第6章 見直しと壁【原作編(雄英体育祭)】
心操くんも無事観客席に戻ってきて、軽く会釈をする。特に何の返事もないまま席に着かれた。
「最初から濃い試合ねこれ。」
隣でじっと見ていた理央ちゃんが発した言葉だった。顔からしてリラックスしている様子から完全にお客様気分でくつろいでいる。
『そうだね。すごかった…』
「はーこりゃどんどん盛り上がりそう。次誰だっけ?」
えっと、と言いながら先生から渡された最終種目一覧の紙を見る。次は…轟くんの番だった。それを知った瞬間、少し返答するのに間が生まれてしまった。
「…どうかした?」
『…あ、いや…、轟くんと瀬呂くんだって、』
そうか、もう轟くんの試合が始まるのか。
「あ、確か轟って第1種目からずっと上位にいた奴でしょ?強そう」
『そう、だね…』
「そういえば、沙耶って轟と知り合い?前A組に偵察に行った時、話してたよね?」
『あ、…うん、そ、そうなんだ、』
どう答えればいいのだろう。知り合いで振られた相手ですとは、今の状況からあまり言える事はできなかった。
「ふーん…?」
試合がそろそろ始まる頃合いだった事もあり、その会話は一時待機になった。
《続きましてはこいつらだ!》
《優秀!優秀なのに拭いきれないその地味さは何だヒーロー科瀬呂範太!》
「ひでえ」
《VS予選2位1位と強すぎるよキミ!推薦入学者の実力は伊達じゃないってか!?同じくヒーロー科轟焦凍!》
そうステージ上へ轟くんの姿が現れ、ステージ画面を見た際彼の目つきに思わず体が強張った。
(何…あれ、)
憎しみを強く抱えている顔だった。
「まぁ勝てる気はしね~んだけど…」
《それでは最終種目第2試合レディスタート!》
「つって負ける気もねぇ!」
《場外狙いの不意打ち~!この選択は最善じゃないか!?》
相手の瀬呂くんのテープを轟くんの身体に巻き付き、場外へと引っ張っていく様は豪快な実況も含めて、瀬呂くんが有利であるかのようだ。
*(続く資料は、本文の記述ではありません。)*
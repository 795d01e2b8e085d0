//! Desktop shell UI composition and interaction surfaces.

mod start_menu;
mod taskbar;
mod taskbar_input;
mod window;

use desktop_app_contract::ApplicationId;
use leptos::*;

use self::{
    start_menu::StartMenu, taskbar::Taskbar, taskbar_input::start_menu_shortcut,
    window::DesktopWindow,
};

use crate::{
    host::DESKTOP_ROOT_DOM_ID,
    model::{PointerPosition, ShellSnapshot, WindowRect},
    reducer::DesktopAction,
    window_manager::shell_snapshot,
};

pub use crate::runtime_context::{use_desktop_runtime, DesktopProvider, DesktopRuntimeContext};

#[component]
/// Renders the full desktop shell: icons, managed windows, start menu and taskbar.
pub fn DesktopShell() -> impl IntoView {
    let runtime = use_desktop_runtime();
    let state = runtime.state;
    let viewport = create_rw_signal(runtime.desktop_viewport());
    let snapshot: Memo<ShellSnapshot> =
        create_memo(move |_| state.with(|desktop| shell_snapshot(desktop, viewport.get())));
    provide_context(snapshot);

    let resize_listener = window_event_listener(ev::resize, move |_| {
        viewport.set(runtime.desktop_viewport());
    });
    on_cleanup(move || resize_listener.remove());

    let shortcut_listener = window_event_listener(ev::keydown, move |ev| {
        if ev.default_prevented() {
            return;
        }
        let start_menu_open = state.with_untracked(|desktop| desktop.start_menu_open);
        if let Some(action) = start_menu_shortcut(
            &ev.key(),
            ev.ctrl_key(),
            ev.alt_key() || ev.meta_key(),
            start_menu_open,
        ) {
            ev.prevent_default();
            ev.stop_propagation();
            runtime.dispatch_action(action);
        }
    });
    on_cleanup(move || shortcut_listener.remove());

    let on_pointer_move = move |ev: web_sys::PointerEvent| {
        if runtime.is_dragging() {
            runtime.dispatch_action(DesktopAction::UpdateMove {
                pointer: pointer_from_pointer_event(&ev),
            });
        }
    };
    let on_pointer_end = move |_| {
        if runtime.is_dragging() {
            runtime.dispatch_action(DesktopAction::EndMove);
        }
    };

    view! {
        <div
            id=DESKTOP_ROOT_DOM_ID
            class="desktop-shell"
            tabindex="-1"
            on:pointermove=on_pointer_move
            on:pointerup=on_pointer_end
            on:pointercancel=on_pointer_end
        >
            <div class="desktop-backdrop" aria-hidden="true"></div>

            <div class="desktop-icon-grid" role="list" aria-label="Desktop">
                <For
                    each=move || runtime.catalog.with_value(|catalog| catalog.desktop_icon_apps())
                    key=|app| app.app_id.clone()
                    let:app
                >
                    {{
                        let app_id = app.app_id.clone();
                        view! {
                            <button
                                type="button"
                                role="listitem"
                                class="desktop-icon"
                                on:dblclick=move |_| {
                                    runtime.dispatch_action(DesktopAction::OpenApp {
                                        app_id: app_id.clone(),
                                    });
                                }
                            >
                                <span class="desktop-icon-glyph" aria-hidden="true">{app.icon.clone()}</span>
                                <span class="desktop-icon-label">{app.display_name.clone()}</span>
                            </button>
                        }
                    }}
                </For>
            </div>

            <div class="desktop-window-layer">
                <For
                    each=move || snapshot.get().taskbar
                    key=|entry| entry.app_id.clone()
                    let:entry
                >
                    <DesktopWindow app_id=entry.app_id />
                </For>
            </div>

            <StartMenu />
            <Taskbar />
        </div>
    }
}

/// Snapshot memo provided by [`DesktopShell`].
fn use_shell_snapshot() -> Memo<ShellSnapshot> {
    use_context::<Memo<ShellSnapshot>>().expect("shell snapshot not provided")
}

fn pointer_from_pointer_event(ev: &web_sys::PointerEvent) -> PointerPosition {
    PointerPosition {
        x: ev.client_x(),
        y: ev.client_y(),
    }
}

fn stop_mouse_event(ev: &web_sys::MouseEvent) {
    ev.prevent_default();
    ev.stop_propagation();
}

fn window_style(rect: WindowRect, z_index: u32) -> String {
    format!(
        "left:{}px;top:{}px;width:{}px;height:{}px;z-index:{};",
        rect.x, rect.y, rect.w, rect.h, z_index
    )
}

fn window_class(active: bool, maximized: bool) -> String {
    let active_class = if active { " active" } else { "" };
    let maximized_class = if maximized { " maximized" } else { "" };
    format!("desktop-window{active_class}{maximized_class}")
}

fn taskbar_button_dom_id(app_id: &ApplicationId) -> String {
    format!("taskbar-window-button-{}", app_id.as_str())
}

#[cfg(test)]
mod tests {
    use pretty_assertions::assert_eq;

    use super::*;

    #[test]
    fn window_style_positions_window_and_sets_stacking() {
        let rect = WindowRect {
            x: -40,
            y: 0,
            w: 900,
            h: 650,
        };
        assert_eq!(
            window_style(rect, 3),
            "left:-40px;top:0px;width:900px;height:650px;z-index:3;"
        );
    }

    #[test]
    fn window_class_reflects_flags() {
        assert_eq!(window_class(false, false), "desktop-window");
        assert_eq!(window_class(true, true), "desktop-window active maximized");
    }

    #[test]
    fn taskbar_button_ids_are_keyed_by_app() {
        assert_eq!(
            taskbar_button_dom_id(&ApplicationId::trusted("skills")),
            "taskbar-window-button-skills"
        );
    }
}
//! Built-in portfolio content panes. Content is static; the shell only mounts it.

use desktop_app_contract::{AppModule, ApplicationId};
use leptos::*;

pub(super) fn content_module(app_id: &ApplicationId) -> Option<AppModule> {
    let mount: fn() -> View = match app_id.as_str() {
        "about" => mount_about_pane,
        "experience" => mount_experience_pane,
        "skills" => mount_skills_pane,
        "projects" => mount_projects_pane,
        "contact" => mount_contact_pane,
        "resume" => mount_resume_pane,
        _ => return None,
    };
    Some(AppModule::new(mount))
}

fn pane(slug: &'static str, heading: &'static str, items: &'static [&'static str]) -> View {
    view! {
        <div class=format!("app-pane app-pane-{slug}")>
            <h2 class="app-pane-heading">{heading}</h2>
            <ul class="app-pane-list">
                {items.iter().map(|item| view! { <li>{*item}</li> }).collect_view()}
            </ul>
        </div>
    }
    .into_view()
}

fn mount_about_pane() -> View {
    pane(
        "about",
        "About Me",
        &[
            "Software engineer building web platforms and data tooling.",
            "Based in the United States, open to remote roles.",
        ],
    )
}

fn mount_experience_pane() -> View {
    pane(
        "experience",
        "Experience",
        &[
            "Software Engineer: full-stack product work on customer-facing dashboards.",
            "Engineering Intern: internal tooling and CI pipelines.",
        ],
    )
}

fn mount_skills_pane() -> View {
    pane(
        "skills",
        "Skills",
        &[
            "Languages: Rust, TypeScript, Python, SQL",
            "Frameworks: Leptos, React, Next.js",
            "Infrastructure: Docker, PostgreSQL, GitHub Actions",
        ],
    )
}

fn mount_projects_pane() -> View {
    pane(
        "projects",
        "Projects",
        &[
            "Desktop portfolio shell: this site.",
            "Arcade canvas prototype: unfinished.",
        ],
    )
}

fn mount_contact_pane() -> View {
    pane(
        "contact",
        "Contact",
        &["Email and LinkedIn links are listed on the resume."],
    )
}

fn mount_resume_pane() -> View {
    view! {
        <div class="app-pane app-pane-resume">
            <h2 class="app-pane-heading">"Resume"</h2>
            <a class="app-action" href="/resume.pdf" download="resume.pdf">"Download PDF"</a>
        </div>
    }
    .into_view()
}
//! Reducer actions, side-effect intents, and transition logic for the desktop session.

use desktop_app_contract::ApplicationId;

use crate::{
    model::{DesktopState, DragSession, InteractionState, PointerPosition, WindowState},
    placement::PlacementSource,
    window_manager::{activate_window, dragged_origin, most_recent_focusable},
};

#[derive(Debug, Clone, PartialEq, Eq)]
/// Actions accepted by [`reduce_desktop`] to mutate [`DesktopState`].
pub enum DesktopAction {
    /// Open an application window, or bring the existing one forward.
    OpenApp {
        /// Application to open. Must already be validated against the catalog.
        app_id: ApplicationId,
    },
    /// Close a window.
    CloseWindow {
        /// Window to close.
        app_id: ApplicationId,
    },
    /// Minimize a window.
    MinimizeWindow {
        /// Window to minimize.
        app_id: ApplicationId,
    },
    /// Un-minimize a window and make it active.
    RestoreWindow {
        /// Window to restore.
        app_id: ApplicationId,
    },
    /// Flip the maximized flag of a window.
    ToggleMaximize {
        /// Window to maximize or un-maximize.
        app_id: ApplicationId,
    },
    /// Make a visible window active.
    FocusWindow {
        /// Window to focus.
        app_id: ApplicationId,
    },
    /// Taskbar button press: restore when minimized, focus otherwise.
    ActivateTaskbarWindow {
        /// Window associated with the taskbar button.
        app_id: ApplicationId,
    },
    /// Begin dragging a window by its title bar.
    BeginMove {
        /// Window being dragged.
        app_id: ApplicationId,
        /// Pointer position at drag start.
        pointer: PointerPosition,
    },
    /// Update an in-progress window drag.
    UpdateMove {
        /// Current pointer position.
        pointer: PointerPosition,
    },
    /// End the active window drag.
    EndMove,
    /// Toggle the start menu open/closed.
    ToggleStartMenu,
    /// Close the start menu if open.
    CloseStartMenu,
}

impl DesktopAction {
    /// Window the action addresses, if any.
    pub fn app_id(&self) -> Option<&ApplicationId> {
        match self {
            Self::OpenApp { app_id }
            | Self::CloseWindow { app_id }
            | Self::MinimizeWindow { app_id }
            | Self::RestoreWindow { app_id }
            | Self::ToggleMaximize { app_id }
            | Self::FocusWindow { app_id }
            | Self::ActivateTaskbarWindow { app_id }
            | Self::BeginMove { app_id, .. } => Some(app_id),
            Self::UpdateMove { .. } | Self::EndMove | Self::ToggleStartMenu | Self::CloseStartMenu => {
                None
            }
        }
    }
}

#[derive(Debug, Clone, PartialEq, Eq)]
/// Side-effect intents emitted by [`reduce_desktop`] for the shell runtime to execute.
pub enum RuntimeEffect {
    /// Move DOM focus into the newly active window.
    FocusWindowElement(ApplicationId),
    /// Activation was cleared; return DOM focus to the desktop surface.
    FocusDesktop,
}

/// Applies a [`DesktopAction`] to the session state and collects resulting side effects.
///
/// Every action is total: ids that are not open (or not in the state the action needs) leave the
/// state untouched and produce no effects.
pub fn reduce_desktop<P: PlacementSource + ?Sized>(
    state: &mut DesktopState,
    interaction: &mut InteractionState,
    placement: &mut P,
    action: DesktopAction,
) -> Vec<RuntimeEffect> {
    let mut effects = Vec::new();
    match action {
        DesktopAction::OpenApp { app_id } => {
            state.start_menu_open = false;
            if let Some(window) = state.window_mut(&app_id) {
                window.minimized = false;
            } else {
                let (x, y) = placement.next_origin(&state.layout.placement);
                let rect = state.layout.window_rect_at(x, y);
                state.windows.push(WindowState {
                    app_id: app_id.clone(),
                    rect,
                    minimized: false,
                    maximized: false,
                });
            }
            let was_active = state.is_active(&app_id);
            if activate_window(state, &app_id) && !was_active {
                effects.push(RuntimeEffect::FocusWindowElement(app_id));
            }
        }
        DesktopAction::CloseWindow { app_id } => {
            let before_len = state.windows.len();
            state.windows.retain(|w| w.app_id != app_id);
            if state.windows.len() == before_len {
                return effects;
            }
            end_drag_of(interaction, &app_id);
            if state.is_active(&app_id) {
                state.active_window = most_recent_focusable(state);
                effects.push(match &state.active_window {
                    Some(next) => RuntimeEffect::FocusWindowElement(next.clone()),
                    None => RuntimeEffect::FocusDesktop,
                });
            }
        }
        DesktopAction::MinimizeWindow { app_id } => {
            let Some(window) = state.window_mut(&app_id) else {
                return effects;
            };
            if window.minimized {
                return effects;
            }
            window.minimized = true;
            end_drag_of(interaction, &app_id);
            if state.is_active(&app_id) {
                state.active_window = None;
                effects.push(RuntimeEffect::FocusDesktop);
            }
        }
        DesktopAction::RestoreWindow { app_id } => {
            let Some(window) = state.window_mut(&app_id) else {
                return effects;
            };
            if !window.minimized {
                return effects;
            }
            window.minimized = false;
            state.active_window = Some(app_id.clone());
            effects.push(RuntimeEffect::FocusWindowElement(app_id));
        }
        DesktopAction::ToggleMaximize { app_id } => {
            if let Some(window) = state.window_mut(&app_id) {
                window.maximized = !window.maximized;
            }
        }
        DesktopAction::FocusWindow { app_id } => {
            let was_active = state.is_active(&app_id);
            if activate_window(state, &app_id) && !was_active {
                effects.push(RuntimeEffect::FocusWindowElement(app_id));
            }
        }
        DesktopAction::ActivateTaskbarWindow { app_id } => {
            let minimized = state.window(&app_id).map(|w| w.minimized);
            let next = match minimized {
                Some(true) => DesktopAction::RestoreWindow { app_id },
                Some(false) => DesktopAction::FocusWindow { app_id },
                None => return effects,
            };
            effects.extend(reduce_desktop(state, interaction, placement, next));
        }
        DesktopAction::BeginMove { app_id, pointer } => {
            let Some(window) = state.window(&app_id) else {
                return effects;
            };
            if window.maximized || window.minimized {
                return effects;
            }
            let offset = PointerPosition {
                x: pointer.x.saturating_sub(window.rect.x),
                y: pointer.y.saturating_sub(window.rect.y),
            };
            interaction.dragging = Some(DragSession {
                app_id: app_id.clone(),
                offset,
            });
            effects.extend(reduce_desktop(
                state,
                interaction,
                placement,
                DesktopAction::FocusWindow { app_id },
            ));
        }
        DesktopAction::UpdateMove { pointer } => {
            let Some(DragSession { app_id, offset }) = interaction.dragging.as_ref() else {
                return effects;
            };
            let offset = *offset;
            let Some(window) = state.window_mut(app_id) else {
                interaction.dragging = None;
                return effects;
            };
            if !window.maximized {
                let (x, y) = dragged_origin(pointer, offset);
                window.rect = window.rect.with_origin(x, y);
            }
        }
        DesktopAction::EndMove => {
            interaction.dragging = None;
        }
        DesktopAction::ToggleStartMenu => {
            state.start_menu_open = !state.start_menu_open;
        }
        DesktopAction::CloseStartMenu => {
            state.start_menu_open = false;
        }
    }

    effects
}

fn end_drag_of(interaction: &mut InteractionState, app_id: &ApplicationId) {
    if interaction
        .dragging
        .as_ref()
        .is_some_and(|session| &session.app_id == app_id)
    {
        interaction.dragging = None;
    }
}
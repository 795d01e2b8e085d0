//! Browser host boundary: viewport geometry, DOM focus and the boot query string.

use desktop_app_contract::{window_dom_id, ApplicationId};
#[cfg(target_arch = "wasm32")]
use wasm_bindgen::JsCast;

use crate::model::WindowRect;

/// DOM id of the desktop surface that receives focus when no window is active.
pub const DESKTOP_ROOT_DOM_ID: &str = "desktop-shell-root";

const FALLBACK_VIEWPORT_W: i32 = 1024;
const FALLBACK_VIEWPORT_H: i32 = 768;

/// Area windows may occupy: the browser viewport minus the taskbar.
pub fn desktop_viewport_rect(taskbar_height_px: i32) -> WindowRect {
    #[cfg(target_arch = "wasm32")]
    {
        if let Some(window) = web_sys::window() {
            let width = window
                .inner_width()
                .ok()
                .and_then(|value| value.as_f64())
                .map(|value| value as i32)
                .unwrap_or(FALLBACK_VIEWPORT_W);
            let height = window
                .inner_height()
                .ok()
                .and_then(|value| value.as_f64())
                .map(|value| value as i32)
                .unwrap_or(FALLBACK_VIEWPORT_H);

            return WindowRect {
                x: 0,
                y: 0,
                w: width.max(320),
                h: (height - taskbar_height_px).max(220),
            };
        }
    }

    WindowRect {
        x: 0,
        y: 0,
        w: FALLBACK_VIEWPORT_W,
        h: FALLBACK_VIEWPORT_H - taskbar_height_px,
    }
}

/// Focuses an element by id and reports whether a focusable element was found.
pub fn focus_element_by_id(id: &str) -> bool {
    #[cfg(target_arch = "wasm32")]
    {
        let Some(document) = web_sys::window().and_then(|window| window.document()) else {
            return false;
        };
        let Some(element) = document.get_element_by_id(id) else {
            return false;
        };
        let Ok(element) = element.dyn_into::<web_sys::HtmlElement>() else {
            return false;
        };
        let _ = element.focus();
        true
    }

    #[cfg(not(target_arch = "wasm32"))]
    {
        let _ = id;
        false
    }
}

pub fn focus_window_element(app_id: &ApplicationId) -> bool {
    focus_element_by_id(&window_dom_id(app_id))
}

pub fn focus_desktop() -> bool {
    focus_element_by_id(DESKTOP_ROOT_DOM_ID)
}

/// Raw `location.search` of the page, when running in a browser.
pub fn location_search() -> Option<String> {
    #[cfg(target_arch = "wasm32")]
    {
        web_sys::window().and_then(|window| window.location().search().ok())
    }

    #[cfg(not(target_arch = "wasm32"))]
    {
        None
    }
}

/// Extracts app ids from `open=` parameters (`?open=about,skills&open=resume`), in order.
///
/// Ids are returned raw; callers validate them against the catalog.
pub fn parse_open_query(search: &str) -> Vec<String> {
    search
        .trim_start_matches('?')
        .split('&')
        .filter_map(|pair| pair.strip_prefix("open="))
        .flat_map(|value| {
            value
                .replace("%2C", ",")
                .replace("%2c", ",")
                .split(',')
                .map(str::trim)
                .filter(|raw| !raw.is_empty())
                .map(str::to_string)
                .collect::<Vec<_>>()
        })
        .collect()
}
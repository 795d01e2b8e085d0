//! Internal start-menu keyboard shortcut helpers used by the window-level key handler.

use super::DesktopAction;

/// Maps a key press to the start-menu action it triggers, if any.
///
/// `Ctrl+Escape` toggles the start menu. A bare `Escape` closes it when it is open.
pub(super) fn start_menu_shortcut(
    key: &str,
    ctrl: bool,
    alt_or_meta: bool,
    start_menu_open: bool,
) -> Option<DesktopAction> {
    if key != "Escape" || alt_or_meta {
        return None;
    }
    if ctrl {
        return Some(DesktopAction::ToggleStartMenu);
    }
    start_menu_open.then_some(DesktopAction::CloseStartMenu)
}

#[cfg(test)]
mod tests {
    use pretty_assertions::assert_eq;

    use super::*;

    #[test]
    fn ctrl_escape_toggles_start_menu_in_either_state() {
        assert_eq!(
            start_menu_shortcut("Escape", true, false, false),
            Some(DesktopAction::ToggleStartMenu)
        );
        assert_eq!(
            start_menu_shortcut("Escape", true, false, true),
            Some(DesktopAction::ToggleStartMenu)
        );
    }

    #[test]
    fn escape_only_closes_an_open_start_menu() {
        assert_eq!(
            start_menu_shortcut("Escape", false, false, true),
            Some(DesktopAction::CloseStartMenu)
        );
        assert_eq!(start_menu_shortcut("Escape", false, false, false), None);
    }

    #[test]
    fn modified_or_other_keys_are_ignored() {
        assert_eq!(start_menu_shortcut("Escape", true, true, true), None);
        assert_eq!(start_menu_shortcut("Enter", true, false, true), None);
    }
}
でもそれ以上に自分は何も反応しない轟くんが少し怖かった。何かが起きる予感がし、冷や汗が全身を巡ってくる。
「悪ぃな」
その予感が的中したかのように会場が大きく揺れる。そして、目の前には今まで見た事もない規模の氷が会場を覆われていた。
『‥‥は、』
急に起きた出来事に声にならない声が唇から漏れた。